Some glucose clamp advantages and limitations in the study of subcutaneous injection profiles of insulin preparations

 Ability to study PK and PD together and understand relationships
 Ability to study PK without possible disturbance of subcutaneous absorption by adrenergic hormone release through hypoglycemia
 Ability to study PD without disturbance of glucose dynamics from counterregulatory hormone changes or concentration-driven changes in glucose disposal (glucose uptake and urinary glucose disposal)
 Ability to study PD without disturbance of hepatic autoregulation of glucose production
 The technique requires research skills, in particular if conducted in people with type 1 diabetes.
 Insulin given to correct or maintain prior blood glucose control will continue to have measurable action for around 1.5 h.
 In type 1 diabetes, management of change from prior insulin (usually intravenous) can be problematic and interferes with interpretation of PK until about 0.5 h after this can be discontinued (unless a specific insulin assay is available) and with PD for about 1.5 h (due to half-time of insulin action).
 In type 1 diabetes, when loss of action of the studied insulin occurs at end of clamp, insulin must be given or glucose levels left to rise above clamp levels, both options interfering with interpretation of PD and the former with PK (unless a specific insulin assay is available).

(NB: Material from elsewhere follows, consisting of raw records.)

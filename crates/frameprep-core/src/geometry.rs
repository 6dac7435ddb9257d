//! Resize and crop geometry for model input preparation.

use glam::{IVec2, UVec2, Vec2};
use serde::{Deserialize, Serialize};

use crate::error::GeometryError;

/// Short side most ImageNet-style classifiers expect.
pub const DEFAULT_TARGET_SHORT_SIDE: u32 = 224;
/// Floor applied to any requested short side.
pub const MIN_TARGET_SHORT_SIDE: u32 = 64;

/// Width and height of a surface in pixels.
#[derive(Debug, Clone, Copy, PartialEq, Eq, Hash, Default, Serialize, Deserialize)]
pub struct Dims {
    pub width: u32,
    pub height: u32,
}

impl Dims {
    pub const ZERO: Self = Self::new(0, 0);

    pub const fn new(width: u32, height: u32) -> Self {
        Self { width, height }
    }

    pub const fn square(side: u32) -> Self {
        Self::new(side, side)
    }

    pub fn short_side(&self) -> u32 {
        self.width.min(self.height)
    }

    pub fn pixel_count(&self) -> usize {
        self.width as usize * self.height as usize
    }

    pub fn is_empty(&self) -> bool {
        self.width == 0 || self.height == 0
    }

    pub fn as_uvec2(&self) -> UVec2 {
        UVec2::new(self.width, self.height)
    }
}

impl From<UVec2> for Dims {
    fn from(v: UVec2) -> Self {
        Self::new(v.x, v.y)
    }
}

impl From<Dims> for UVec2 {
    fn from(d: Dims) -> Self {
        d.as_uvec2()
    }
}

impl std::fmt::Display for Dims {
    fn fmt(&self, f: &mut std::fmt::Formatter<'_>) -> std::fmt::Result {
        write!(f, "{}x{}", self.width, self.height)
    }
}

/// Scale `original` so its short side equals `target_short_side`, keeping
/// aspect ratio. Both sides are rounded to the nearest pixel.
///
/// Targets below [`MIN_TARGET_SHORT_SIDE`] are raised to it. A zero-area
/// input has no meaningful scale and returns [`Dims::ZERO`].
pub fn compute_target_dims(original: Dims, target_short_side: u32) -> Dims {
    if original.is_empty() {
        return Dims::ZERO;
    }
    let target = target_short_side.max(MIN_TARGET_SHORT_SIDE);
    let factor = f64::from(target) / f64::from(original.short_side());
    Dims::new(
        (f64::from(original.width) * factor).round() as u32,
        (f64::from(original.height) * factor).round() as u32,
    )
}

/// Integer crop rectangle `[offset, offset + size)` in source pixels.
#[derive(Debug, Clone, Copy, PartialEq, Eq, Hash)]
pub struct CropRect {
    pub offset: UVec2,
    pub size: UVec2,
}

impl CropRect {
    pub const fn new(offset: UVec2, size: UVec2) -> Self {
        Self { offset, size }
    }

    /// Build from signed components, rejecting negative offsets and
    /// non-positive sizes.
    pub fn from_signed(offset: IVec2, size: IVec2) -> Result<Self, GeometryError> {
        if offset.x < 0 || offset.y < 0 {
            return Err(GeometryError::NegativeOffset { offset });
        }
        if size.x <= 0 || size.y <= 0 {
            return Err(GeometryError::NegativeSize { size });
        }
        Ok(Self::new(offset.as_uvec2(), size.as_uvec2()))
    }

    /// Integer footprint of a float crop: offset floored, size rounded.
    ///
    /// The blit crop draws this rectangle, so a fractional offset addresses
    /// the same texels as the integer path would for the snapped values.
    pub fn from_float(offset: Vec2, size: Vec2) -> Result<Self, GeometryError> {
        if !offset.is_finite() || !size.is_finite() {
            return Err(GeometryError::NonFinite);
        }
        let offset = offset.floor().as_ivec2();
        let size = size.round().as_ivec2();
        Self::from_signed(offset, size)
    }

    /// Largest centered rectangle of `size` inside `source`.
    pub fn centered(source: Dims, size: Dims) -> Result<Self, GeometryError> {
        let rect = Self::new(
            UVec2::new(
                source.width.saturating_sub(size.width) / 2,
                source.height.saturating_sub(size.height) / 2,
            ),
            size.as_uvec2(),
        );
        rect.validate(source)?;
        Ok(rect)
    }

    pub fn end(&self) -> UVec2 {
        self.offset + self.size
    }

    pub fn dims(&self) -> Dims {
        self.size.into()
    }

    /// Reject rectangles that are empty or reach outside `source`.
    pub fn validate(&self, source: Dims) -> Result<(), GeometryError> {
        if self.size.x == 0 || self.size.y == 0 {
            return Err(GeometryError::EmptyRegion { size: self.size });
        }
        let end = self.offset.saturating_add(self.size);
        let bounds = source.as_uvec2();
        if end.x > bounds.x || end.y > bounds.y {
            return Err(GeometryError::OutOfBounds {
                offset: self.offset,
                end,
                bounds,
            });
        }
        Ok(())
    }
}

/// Check that a destination surface has the dimensions an operation writes.
pub fn expect_dims(expected: Dims, actual: Dims) -> Result<(), GeometryError> {
    if expected != actual {
        return Err(GeometryError::SizeMismatch {
            expected: expected.as_uvec2(),
            actual: actual.as_uvec2(),
        });
    }
    Ok(())
}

 In people without diabetes and people with type 2 diabetes, clamp conduct must be good to prevent stimulation of endogenous insulin secretion.
 C-peptide measurements can be used to correct for gradual changes in endogenous insulin secretion, but the long plasma half-life of C-peptide (20 min) means this is problematic for studies of faster-acting insulins and that it cannot correct for rapid changes due to poor clamp technique, while in type 2 diabetes, proinsulin (which cross-reacts in many C-peptide assays) poses additional interpretation problems.
 PD (glucose infusion rate) estimation has higher variance than insulin concentration (PK) and, in particular, in type 1 diabetes often needs smoothing algorithms for determination of profiles.
 In studies of long-acting insulins, the metabolic state is increasingly that of fasting/starvation (glucose infusion rate is low), so the metabolic state changes with time (notably hepatic glucose output); the clamp level, if constant, deviates from physiological levels, and the glucose infusion rate is then artifactually disturbed.
 In studies of long-acting insulins, even with larger doses, plasma insulin levels at the beginning and end of the studies are around the LLoQ of the assay and indeed often so in some individuals for long periods: statistical handling of such undetectable levels can create very large changes and uncertainties in the shape of the published profile.
 In people with type 1 diabetes and people with type 2 diabetes exposed to insulin, insulin antibody–bound insulin will interfere with interpretation of insulin assays; the interference can be erratic and result in high variance of measured levels.